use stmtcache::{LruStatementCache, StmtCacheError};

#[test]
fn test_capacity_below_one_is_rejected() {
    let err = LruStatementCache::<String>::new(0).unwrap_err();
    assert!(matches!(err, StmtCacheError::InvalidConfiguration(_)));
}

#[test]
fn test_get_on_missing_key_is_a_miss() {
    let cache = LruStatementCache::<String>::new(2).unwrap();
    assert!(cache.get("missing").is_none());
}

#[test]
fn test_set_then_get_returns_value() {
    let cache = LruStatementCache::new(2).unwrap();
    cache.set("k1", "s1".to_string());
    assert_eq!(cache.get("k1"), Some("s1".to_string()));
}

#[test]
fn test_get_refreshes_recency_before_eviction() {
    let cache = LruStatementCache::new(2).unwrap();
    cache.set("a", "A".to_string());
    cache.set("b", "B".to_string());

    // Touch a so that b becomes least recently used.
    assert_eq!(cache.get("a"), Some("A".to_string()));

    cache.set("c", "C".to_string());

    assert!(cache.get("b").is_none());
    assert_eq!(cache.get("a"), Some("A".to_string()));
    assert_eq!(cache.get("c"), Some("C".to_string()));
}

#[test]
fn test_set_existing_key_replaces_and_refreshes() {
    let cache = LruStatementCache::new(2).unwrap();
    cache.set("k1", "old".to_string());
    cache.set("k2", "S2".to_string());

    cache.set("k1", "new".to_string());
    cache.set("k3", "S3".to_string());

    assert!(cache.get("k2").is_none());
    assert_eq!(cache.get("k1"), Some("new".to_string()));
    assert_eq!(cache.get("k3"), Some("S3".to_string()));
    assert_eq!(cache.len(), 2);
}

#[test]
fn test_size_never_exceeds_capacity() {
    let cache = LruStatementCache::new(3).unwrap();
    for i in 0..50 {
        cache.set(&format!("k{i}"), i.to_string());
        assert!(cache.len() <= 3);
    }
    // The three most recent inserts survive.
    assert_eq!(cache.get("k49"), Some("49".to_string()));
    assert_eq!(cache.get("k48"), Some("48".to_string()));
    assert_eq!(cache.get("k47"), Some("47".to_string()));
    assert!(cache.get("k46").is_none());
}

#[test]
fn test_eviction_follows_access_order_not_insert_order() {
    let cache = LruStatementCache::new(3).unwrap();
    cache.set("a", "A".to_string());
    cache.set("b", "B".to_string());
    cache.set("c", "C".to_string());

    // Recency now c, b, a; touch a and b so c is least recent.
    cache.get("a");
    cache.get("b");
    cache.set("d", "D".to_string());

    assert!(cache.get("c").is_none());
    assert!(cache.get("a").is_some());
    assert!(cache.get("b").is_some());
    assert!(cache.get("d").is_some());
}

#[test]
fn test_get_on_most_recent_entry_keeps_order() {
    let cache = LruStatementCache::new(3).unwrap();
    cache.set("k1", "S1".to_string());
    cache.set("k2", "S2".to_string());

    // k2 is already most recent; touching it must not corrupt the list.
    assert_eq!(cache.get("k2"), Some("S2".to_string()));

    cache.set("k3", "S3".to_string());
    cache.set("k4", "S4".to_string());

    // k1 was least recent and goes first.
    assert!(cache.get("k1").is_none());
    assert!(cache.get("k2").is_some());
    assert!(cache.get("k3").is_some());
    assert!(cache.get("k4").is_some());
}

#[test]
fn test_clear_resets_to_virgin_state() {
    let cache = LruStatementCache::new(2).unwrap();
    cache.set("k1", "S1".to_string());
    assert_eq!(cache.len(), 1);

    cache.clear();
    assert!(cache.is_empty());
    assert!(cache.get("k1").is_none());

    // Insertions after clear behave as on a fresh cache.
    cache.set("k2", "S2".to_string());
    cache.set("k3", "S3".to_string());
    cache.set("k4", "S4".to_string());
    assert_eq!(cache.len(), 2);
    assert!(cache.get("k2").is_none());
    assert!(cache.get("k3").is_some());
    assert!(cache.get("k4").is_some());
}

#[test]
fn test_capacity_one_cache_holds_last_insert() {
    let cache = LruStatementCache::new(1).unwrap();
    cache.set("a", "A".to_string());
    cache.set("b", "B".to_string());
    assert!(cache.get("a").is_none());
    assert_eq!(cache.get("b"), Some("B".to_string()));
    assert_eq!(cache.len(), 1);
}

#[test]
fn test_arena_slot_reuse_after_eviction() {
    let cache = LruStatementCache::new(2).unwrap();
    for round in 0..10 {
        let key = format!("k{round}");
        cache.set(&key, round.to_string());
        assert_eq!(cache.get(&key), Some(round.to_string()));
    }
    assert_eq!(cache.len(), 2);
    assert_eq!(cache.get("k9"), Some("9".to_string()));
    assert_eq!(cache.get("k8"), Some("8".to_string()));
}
==
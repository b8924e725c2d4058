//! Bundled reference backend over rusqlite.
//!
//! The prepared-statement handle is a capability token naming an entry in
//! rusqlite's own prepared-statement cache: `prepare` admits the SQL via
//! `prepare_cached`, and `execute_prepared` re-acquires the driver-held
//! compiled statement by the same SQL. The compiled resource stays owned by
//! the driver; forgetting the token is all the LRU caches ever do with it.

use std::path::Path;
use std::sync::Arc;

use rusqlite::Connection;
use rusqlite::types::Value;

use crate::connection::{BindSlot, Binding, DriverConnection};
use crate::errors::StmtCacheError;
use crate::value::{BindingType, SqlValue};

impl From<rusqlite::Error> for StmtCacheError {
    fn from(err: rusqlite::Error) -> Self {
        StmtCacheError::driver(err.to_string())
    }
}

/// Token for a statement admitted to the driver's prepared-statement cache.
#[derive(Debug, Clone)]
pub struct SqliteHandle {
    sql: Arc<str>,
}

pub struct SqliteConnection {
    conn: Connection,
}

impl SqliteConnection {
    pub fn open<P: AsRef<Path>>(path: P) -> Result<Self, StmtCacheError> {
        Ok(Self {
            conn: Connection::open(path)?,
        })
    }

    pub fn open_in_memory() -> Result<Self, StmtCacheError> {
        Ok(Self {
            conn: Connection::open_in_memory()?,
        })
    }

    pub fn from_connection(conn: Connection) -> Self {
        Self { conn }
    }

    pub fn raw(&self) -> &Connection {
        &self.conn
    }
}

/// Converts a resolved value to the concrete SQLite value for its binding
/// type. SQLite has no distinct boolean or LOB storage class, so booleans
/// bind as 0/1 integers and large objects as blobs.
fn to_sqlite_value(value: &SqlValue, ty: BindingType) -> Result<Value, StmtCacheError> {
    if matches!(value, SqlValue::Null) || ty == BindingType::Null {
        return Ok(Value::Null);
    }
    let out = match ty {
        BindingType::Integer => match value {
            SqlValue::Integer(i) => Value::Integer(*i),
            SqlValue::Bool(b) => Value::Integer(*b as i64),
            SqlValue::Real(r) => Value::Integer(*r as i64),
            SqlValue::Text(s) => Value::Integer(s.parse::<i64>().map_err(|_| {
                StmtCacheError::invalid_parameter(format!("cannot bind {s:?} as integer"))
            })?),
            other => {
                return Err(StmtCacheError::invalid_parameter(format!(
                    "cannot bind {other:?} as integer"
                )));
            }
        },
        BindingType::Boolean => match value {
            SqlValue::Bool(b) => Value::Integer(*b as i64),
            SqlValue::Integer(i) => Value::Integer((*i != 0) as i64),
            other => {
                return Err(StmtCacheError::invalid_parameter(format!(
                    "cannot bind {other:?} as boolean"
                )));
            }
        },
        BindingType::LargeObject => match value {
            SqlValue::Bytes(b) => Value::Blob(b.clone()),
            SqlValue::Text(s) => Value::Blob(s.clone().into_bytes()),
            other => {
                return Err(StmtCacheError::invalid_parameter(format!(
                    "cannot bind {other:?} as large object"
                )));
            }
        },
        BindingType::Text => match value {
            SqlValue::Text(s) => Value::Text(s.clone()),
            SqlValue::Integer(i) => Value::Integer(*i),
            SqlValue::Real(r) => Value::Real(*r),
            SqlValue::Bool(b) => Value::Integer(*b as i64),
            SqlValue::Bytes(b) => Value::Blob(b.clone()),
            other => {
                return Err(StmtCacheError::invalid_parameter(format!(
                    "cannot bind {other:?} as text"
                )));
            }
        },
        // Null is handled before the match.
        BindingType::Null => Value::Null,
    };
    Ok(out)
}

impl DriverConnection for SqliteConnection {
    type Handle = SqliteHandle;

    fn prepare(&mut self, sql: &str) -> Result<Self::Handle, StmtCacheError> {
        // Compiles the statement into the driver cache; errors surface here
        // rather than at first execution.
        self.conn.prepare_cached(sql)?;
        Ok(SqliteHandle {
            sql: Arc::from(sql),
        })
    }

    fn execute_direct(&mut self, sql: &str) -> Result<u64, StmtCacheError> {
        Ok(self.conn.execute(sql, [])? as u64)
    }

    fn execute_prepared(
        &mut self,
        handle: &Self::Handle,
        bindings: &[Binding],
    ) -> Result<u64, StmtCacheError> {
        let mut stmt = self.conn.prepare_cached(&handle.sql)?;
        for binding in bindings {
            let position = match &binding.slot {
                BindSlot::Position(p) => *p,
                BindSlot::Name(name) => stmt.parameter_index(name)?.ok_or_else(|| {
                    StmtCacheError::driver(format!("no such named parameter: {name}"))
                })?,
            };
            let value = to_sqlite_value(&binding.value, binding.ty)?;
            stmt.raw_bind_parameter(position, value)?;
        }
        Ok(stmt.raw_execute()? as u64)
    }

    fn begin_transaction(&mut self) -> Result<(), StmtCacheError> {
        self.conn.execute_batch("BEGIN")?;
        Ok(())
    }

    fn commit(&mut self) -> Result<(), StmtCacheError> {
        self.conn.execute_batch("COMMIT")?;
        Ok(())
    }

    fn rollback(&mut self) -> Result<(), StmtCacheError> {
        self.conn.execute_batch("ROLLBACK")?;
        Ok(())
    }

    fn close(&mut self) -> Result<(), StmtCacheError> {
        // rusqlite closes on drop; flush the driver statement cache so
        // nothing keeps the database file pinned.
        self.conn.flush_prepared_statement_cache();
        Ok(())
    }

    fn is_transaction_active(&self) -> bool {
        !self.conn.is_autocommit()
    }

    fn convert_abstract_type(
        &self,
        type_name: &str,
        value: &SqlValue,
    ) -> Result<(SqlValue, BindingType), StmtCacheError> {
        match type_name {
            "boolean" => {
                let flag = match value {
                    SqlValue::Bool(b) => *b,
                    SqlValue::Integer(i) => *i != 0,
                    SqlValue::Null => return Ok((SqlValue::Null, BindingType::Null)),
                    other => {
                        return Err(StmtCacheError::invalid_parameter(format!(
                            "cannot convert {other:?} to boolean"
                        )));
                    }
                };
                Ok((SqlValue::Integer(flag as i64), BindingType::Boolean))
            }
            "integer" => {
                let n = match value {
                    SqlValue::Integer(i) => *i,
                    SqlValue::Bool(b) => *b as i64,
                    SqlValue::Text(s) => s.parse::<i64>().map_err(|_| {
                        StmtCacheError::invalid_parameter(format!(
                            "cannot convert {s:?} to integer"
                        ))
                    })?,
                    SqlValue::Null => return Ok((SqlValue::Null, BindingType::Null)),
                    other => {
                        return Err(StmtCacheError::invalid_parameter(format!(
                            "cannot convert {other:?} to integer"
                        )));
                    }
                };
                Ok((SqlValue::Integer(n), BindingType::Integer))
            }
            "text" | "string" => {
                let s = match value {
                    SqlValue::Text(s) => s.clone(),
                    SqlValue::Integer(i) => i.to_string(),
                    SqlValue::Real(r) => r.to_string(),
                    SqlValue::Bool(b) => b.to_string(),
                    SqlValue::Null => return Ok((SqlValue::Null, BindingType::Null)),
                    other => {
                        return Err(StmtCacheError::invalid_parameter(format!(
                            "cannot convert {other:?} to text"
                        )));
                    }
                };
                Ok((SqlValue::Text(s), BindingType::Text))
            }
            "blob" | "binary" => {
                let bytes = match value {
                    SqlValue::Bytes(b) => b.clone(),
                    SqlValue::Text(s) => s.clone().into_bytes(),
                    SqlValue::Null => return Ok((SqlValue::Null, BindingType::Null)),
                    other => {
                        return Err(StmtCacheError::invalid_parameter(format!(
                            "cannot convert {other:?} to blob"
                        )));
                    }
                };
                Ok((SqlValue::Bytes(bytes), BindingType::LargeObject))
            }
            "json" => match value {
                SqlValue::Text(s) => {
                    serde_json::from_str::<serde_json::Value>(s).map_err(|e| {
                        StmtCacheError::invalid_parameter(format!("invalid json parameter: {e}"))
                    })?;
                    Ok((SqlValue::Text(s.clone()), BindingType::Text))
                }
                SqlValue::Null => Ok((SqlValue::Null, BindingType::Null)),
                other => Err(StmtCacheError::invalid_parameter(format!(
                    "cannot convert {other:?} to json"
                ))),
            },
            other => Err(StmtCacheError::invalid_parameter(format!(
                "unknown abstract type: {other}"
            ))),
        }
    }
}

**Work to be completed**
In the entries above, find each line that has the word "errors". Copy it.

**Written response**
use crate::errors::StmtCacheError;
        // Compiles the statement into the driver cache; errors surface here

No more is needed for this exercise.